Students may encounter problems in transitioning to new repayment plans. Congress gave borrowers enrolled in the Saving on a Valuable Education (SAVE) plan three years to exit. The ED struck a deal in December with seven states to resolve a lawsuit challenging the legality of the SAVE repayment plan. Enrollees would have a limited time to find another means of repaying their debt, but the ED has not yet provided an explicit deadline.
Pell Grants
There are significant changes ahead for the Pell Grant, the largest Federal grant program for low- and middle-income college students. Chief among them is the expansion to include students enrolling in career training programs from 8 to 15 weeks in duration. Such programs, which are mainly offered at community, technical, and vocational colleges, must provide at least 600 hours of instruction.

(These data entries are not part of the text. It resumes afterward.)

// =============================================================================
// TESTS
// =============================================================================

#[cfg(test)]
mod tests {
    use super::*;
    use crate::game::rules::StandardRules;
    use crate::network::listener::TransportKind;
    use crate::network::protocol::ServerEvent;
    use tokio::sync::mpsc;

    fn session() -> GameSession {
        GameSession::new(1, 42, Arc::new(StandardRules))
    }

    fn handle(depth: usize) -> (PushHandle, mpsc::Receiver<ServerEvent>) {
        let (tx, rx) = mpsc::channel(depth);
        (PushHandle::new(ConnectionId::new(), TransportKind::Rpc, tx), rx)
    }

    fn drain(rx: &mut mpsc::Receiver<ServerEvent>) -> Vec<ServerEvent> {
        let mut events = Vec::new();
        while let Ok(event) = rx.try_recv() {
            events.push(event);
        }
        events
    }

    fn last_snapshot(events: &[ServerEvent]) -> GameSnapshot {
        events
            .iter()
            .rev()
            .find_map(|e| match e {
                ServerEvent::Snapshot(s) => Some((**s).clone()),
                _ => None,
            })
            .expect("no snapshot")
    }

    fn two_player(s: &mut GameSession) -> (PushHandle, mpsc::Receiver<ServerEvent>, PushHandle, mpsc::Receiver<ServerEvent>) {
        let now = Instant::now();
        let (a, rx_a) = handle(64);
        let (b, rx_b) = handle(64);
        s.join("alice", a.clone(), now).unwrap();
        s.act("alice", GameAction::SetSize { size: 2 }, Utc::now()).unwrap();
        s.join("bob", b.clone(), now).unwrap();
        (a, rx_a, b, rx_b)
    }

    #[test]
    fn test_join_pushes_events_then_snapshot() {
        let mut s = session();
        let (_a, mut rx_a, _b, mut rx_b) = two_player(&mut s);

        let events = drain(&mut rx_b);
        assert_eq!(events[0], ServerEvent::PlayerJoined { nickname: "bob".into() });
        let snapshot = last_snapshot(&events);
        assert_eq!(snapshot.model.status, GameStatus::Active);
        assert!(snapshot.verify());

        let alice_events = drain(&mut rx_a);
        assert_eq!(last_snapshot(&alice_events).revision, s.revision());
    }

    #[test]
    fn test_rejection_changes_nothing() {
        let mut s = session();
        let (_a, _rx_a, _b, mut rx_b) = two_player(&mut s);
        drain(&mut rx_b);
        let revision = s.revision();
        let before = s.model().clone();

        let result = s.act("bob", GameAction::DrawFromDeck { deck: DeckType::Gold }, Utc::now());
        assert!(matches!(result, Err(ActionError::WrongAction { .. })));
        assert_eq!(s.revision(), revision);
        assert_eq!(s.model(), &before);
        assert!(drain(&mut rx_b).is_empty());
    }

    #[test]
    fn test_heartbeat_touches_nothing_else() {
        let mut s = session();
        let (a, _rx_a, _b, _rx_b) = two_player(&mut s);
        let revision = s.revision();
        let hash = s.model().compute_hash();

        for _ in 0..3 {
            assert!(s.heartbeat("alice", a.connection, Instant::now()));
        }
        assert_eq!(s.revision(), revision);
        assert_eq!(s.model().compute_hash(), hash);
    }

    #[test]
    fn test_dead_listener_becomes_disconnect() {
        let mut s = session();
        let (_a, rx_a, _b, mut rx_b) = two_player(&mut s);
        drop(rx_a);

        s.act("bob", GameAction::Chat { text: "anyone?".into() }, Utc::now()).unwrap();

        assert_eq!(s.model().player("alice").unwrap().action, PlayerAction::Disconnected);
        let events = drain(&mut rx_b);
        assert!(events.contains(&ServerEvent::PlayerDisconnected { nickname: "alice".into() }));
        assert!(last_snapshot(&events).model.player("alice").map(|p| !p.connected).unwrap());
    }

    #[test]
    fn test_stale_connection_loss_is_ignored() {
        let mut s = session();
        let (a, _rx_a, _b, _rx_b) = two_player(&mut s);

        assert!(!s.connection_lost("alice", ConnectionId::new()));
        assert!(s.model().player("alice").unwrap().connected);

        assert!(s.connection_lost("alice", a.connection));
        assert!(!s.model().player("alice").unwrap().connected);

        let (fresh, _rx) = handle(64);
        s.reconnect("alice", fresh.clone(), Instant::now()).unwrap();
        assert!(s.is_bound("alice", fresh.connection));
        assert!(!s.connection_lost("alice", a.connection));
    }

    #[test]
    fn test_heartbeat_timeout_disconnects() {
        let mut s = session();
        let (_a, _rx_a, b, mut rx_b) = two_player(&mut s);
        drain(&mut rx_b);

        let later = Instant::now() + Duration::from_secs(7);
        s.heartbeat("bob", b.connection, later);
        let expired = s.expire_heartbeats(later, Duration::from_secs(6));

        assert_eq!(expired, vec!["alice".to_string()]);
        assert!(drain(&mut rx_b).contains(&ServerEvent::PlayerDisconnected { nickname: "alice".into() }));
    }

    #[test]
    fn test_abandoned_session_ends_after_grace() {
        let mut s = session();
        let (a, _rx_a, b, _rx_b) = two_player(&mut s);
        s.connection_lost("alice", a.connection);
        s.connection_lost("bob", b.connection);

        let start = Instant::now();
        let grace = Duration::from_secs(60);
        assert!(!s.check_abandoned(start, grace));
        assert!(!s.check_abandoned(start + Duration::from_secs(30), grace));
        assert!(s.check_abandoned(start + Duration::from_secs(61), grace));
        assert_eq!(s.model().status, GameStatus::Ended);
        assert!(s.is_evictable(Instant::now() + Duration::from_secs(1), Duration::ZERO));
    }

    #[test]
    fn test_idle_leave_empties_session() {
        let mut s = session();
        let (a, _rx) = handle(8);
        s.join("alice", a, Instant::now()).unwrap();
        assert!(!s.is_empty_idle());

        s.leave("alice").unwrap();
        assert!(s.is_empty_idle());
        assert!(s.is_evictable(Instant::now(), Duration::from_secs(300)));
    }
}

In December, the ED reached a consensus with student-advocate negotiators on the framework of this policy, called Workforce Pell Grants. The proposal must still be published and finalized, but higher-education experts expect no changes. It calls for state governors to work with state advisory boards to determine which schools and programs are eligible, focusing on instruction in high-demand fields like nurse’s aides and EMT’s.
The OBBBL reinstated asset exemptions for family farms and small businesses in the financial aid calculation, which may help some students qualify for higher aid amounts. However, foreign income must now be included in the calculation of a student’s eligibility.
The OBBBL put a cap on the Student Aid Index (SAI) as it applies to Pell Grants. Students with an SAI equal to or greater than twice the maximum Pell Grant amount (currently $14,790) will be ineligible for a Pell Grant.
Other students may no longer be eligible. The ED will begin including foreign income in its calculations, which may reduce a student’s Pell eligibility. Anyone who receives enough scholarship money to cover their full cost of attendance will no longer be eligible to receive a Pell as a means to cover.
Starting July 1, students are ineligible for a Pell Grant if their total aid from non-Federal sources (such as state, institutional, or private scholarships) already meets or exceeds their Cost of Attendance (COA). Students will also be ineligible if their families have abundant assets but little income based on the SAI calculation. Starting July 1, an SAI that is equal to or exceeds the amount of the maximum Pell award will be disqualifying.
Summary
The OBBBA is widely expected to have a net negative effect on students who rely on Federal financial assistance for college. While the act introduces positives in the Workforce Pell Grants for short-term training and expands 529 plan benefits, its restrictive borrowing caps and costlier repayment terms significantly increase the financial burden on students.